The human element, according to Epner, can also stifle the process by creating a false reality based on inflated expectations. For example, if salespeople hope for higher sales, or if customers indicate a higher need for cleaning supplies because they hope to be busy, then the demand forecast spikes.

"At each step along the way, exaggeration is getting worse and worse and nobody knows what reality is," Epner says. "We have to separate reality from hopes and dreams."

To offset this factor, distributors should rely on forecasting data that is produced by the software, closer to present time, instead of far out in the future, according to Epner. Distributors should also trust the system they have in place and what it is telling them in terms of analytics.


Sharing data across different enterprises up and down the supply chain is one of the major features distributors can take advantage of with forecasting software. According to Epner, distributors should realize they are between the customer and the manufacturer and that these three groups could take advantage of built-in collaboration tools that allow communication between each supply chain player.

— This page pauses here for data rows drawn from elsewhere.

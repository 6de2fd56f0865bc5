//! Client-server API payloads, trimmed to what the relay reads.

use std::collections::HashMap;

use serde::{Deserialize, Serialize};
use serde_json::Value;

/// Result of a password login.
#[derive(Debug, Clone, PartialEq, Eq, Deserialize)]
pub struct LoginResponse {
    pub user_id: String,
    pub access_token: String,
    #[serde(default)]
    pub device_id: String,
}

/// `m.room.message` content sent by the bot.
#[derive(Debug, Clone, PartialEq, Eq, Serialize)]
pub struct MessageContent {
    pub msgtype: &'static str,
    pub body: String,
    #[serde(skip_serializing_if = "Option::is_none")]
    pub format: Option<&'static str>,
    #[serde(skip_serializing_if = "Option::is_none")]
    pub formatted_body: Option<String>,
}

impl MessageContent {
    pub const HTML_FORMAT: &'static str = "org.matrix.custom.html";

    /// Plain message.
    pub fn text(msgtype: &'static str, body: &str) -> Self {
        Self {
            msgtype,
            body: body.to_string(),
            format: None,
            formatted_body: None,
        }
    }

    /// HTML message with a derived plain-text body.
    pub fn html(msgtype: &'static str, html: &str) -> Self {
        Self {
            msgtype,
            body: labrelay_core::html_to_plain(html),
            format: Some(Self::HTML_FORMAT),
            formatted_body: Some(html.to_string()),
        }
    }
}

#[derive(Debug, Default, Deserialize)]
pub(crate) struct SyncResponse {
    pub next_batch: String,
    #[serde(default)]
    pub rooms: SyncRooms,
}

#[derive(Debug, Default, Deserialize)]
pub(crate) struct SyncRooms {
    #[serde(default)]
    pub join: HashMap<String, JoinedRoom>,
    #[serde(default)]
    pub invite: HashMap<String, Value>,
}

#[derive(Debug, Default, Deserialize)]
pub(crate) struct JoinedRoom {
    #[serde(default)]
    pub timeline: Timeline,
}

#[derive(Debug, Default, Deserialize)]
pub(crate) struct Timeline {
    #[serde(default)]
    pub events: Vec<RoomEvent>,
}

#[derive(Debug, Deserialize)]
pub(crate) struct RoomEvent {
    #[serde(rename = "type")]
    pub kind: String,
    #[serde(default)]
    pub sender: String,
    #[serde(default)]
    pub content: Value,
}

/// Something the chat loop has to react to.
#[derive(Debug, Clone, PartialEq, Eq)]
pub enum ChatEvent {
    /// A text message posted in a joined room.
    Message {
        room_id: String,
        sender: String,
        body: String,
    },
    /// The bot was invited to a room.
    Invite { room_id: String },
}

/// One `/sync` round.
#[derive(Debug, Clone, Default, PartialEq, Eq)]
pub struct SyncBatch {
    /// Token to pass as `since` on the next round.
    pub next_batch: String,
    pub events: Vec<ChatEvent>,
}

impl SyncResponse {
    /// Flattens the response into chat events, dropping the bot's own messages.
    pub(crate) fn into_batch(self, own_user_id: &str) -> SyncBatch {
        let mut events: Vec<ChatEvent> = self
            .rooms
            .invite
            .into_keys()
            .map(|room_id| ChatEvent::Invite { room_id })
            .collect();

        for (room_id, room) in self.rooms.join {
            for event in room.timeline.events {
                if event.kind != "m.room.message" || event.sender == own_user_id {
                    continue;
                }
                let msgtype = event.content["msgtype"].as_str().unwrap_or_default();
                if msgtype != "m.text" {
                    continue;
                }
                if let Some(body) = event.content["body"].as_str() {
                    events.push(ChatEvent::Message {
                        room_id: room_id.clone(),
                        sender: event.sender,
                        body: body.to_string(),
                    });
                }
            }
        }

        SyncBatch {
            next_batch: self.next_batch,
            events,
        }
    }
}

#[cfg(test)]
mod tests {
    use super::*;
    use serde_json::json;

    #[test]
    fn test_sync_into_batch() {
        let response: SyncResponse = serde_json::from_value(json!({
            "next_batch": "s72595_4483",
            "rooms": {
                "join": {
                    "!room:example.org": {
                        "timeline": {
                            "events": [
                                {"type": "m.room.message", "sender": "@jane:example.org",
                                 "content": {"msgtype": "m.text", "body": "!gitlab ping"}},
                                {"type": "m.room.message", "sender": "@bot:example.org",
                                 "content": {"msgtype": "m.notice", "body": "Pong."}},
                                {"type": "m.room.member", "sender": "@jane:example.org",
                                 "content": {"membership": "join"}},
                                {"type": "m.room.message", "sender": "@jane:example.org",
                                 "content": {"msgtype": "m.image", "body": "cat.png"}}
                            ]
                        }
                    }
                },
                "invite": { "!other:example.org": {} }
            }
        }))
        .unwrap();

        let batch = response.into_batch("@bot:example.org");
        assert_eq!(batch.next_batch, "s72595_4483");
        assert_eq!(
            batch.events,
            vec![
                ChatEvent::Invite {
                    room_id: "!other:example.org".to_string()
                },
                ChatEvent::Message {
                    room_id: "!room:example.org".to_string(),
                    sender: "@jane:example.org".to_string(),
                    body: "!gitlab ping".to_string(),
                },
            ]
        );
    }

    #[test]
    fn test_empty_sync() {
        let response: SyncResponse = serde_json::from_value(json!({"next_batch": "s1"})).unwrap();
        assert!(response.into_batch("@bot:example.org").events.is_empty());
    }

    #[test]
    fn test_html_content() {
        let content = MessageContent::html("m.notice", "<b>Pong.</b>");
        let value = serde_json::to_value(&content).unwrap();
        assert_eq!(value["body"], "Pong.");
        assert_eq!(value["format"], "org.matrix.custom.html");
        assert_eq!(value["formatted_body"], "<b>Pong.</b>");

        let plain = serde_json::to_value(MessageContent::text("m.text", "Pong.")).unwrap();
        assert!(plain.get("format").is_none());
    }
}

The advantage to using collaboration tools within demand forecasting software is it gives distributors, suppliers and customers a clearer picture of the potential flow of products from all angles, not just their own. This can help distributors and suppliers plan for fluctuations in demand and supply amounts and help them plan resources.

In a broad sense, collaboration functionality is a natural extension to demand forecasting software. According to experts and users, the sharing of data throughout the supply chain is the essence of demand forecasting and using these technological crystal balls.

Brendan O'Brien is a freelance writer based in Greenfield, Wis.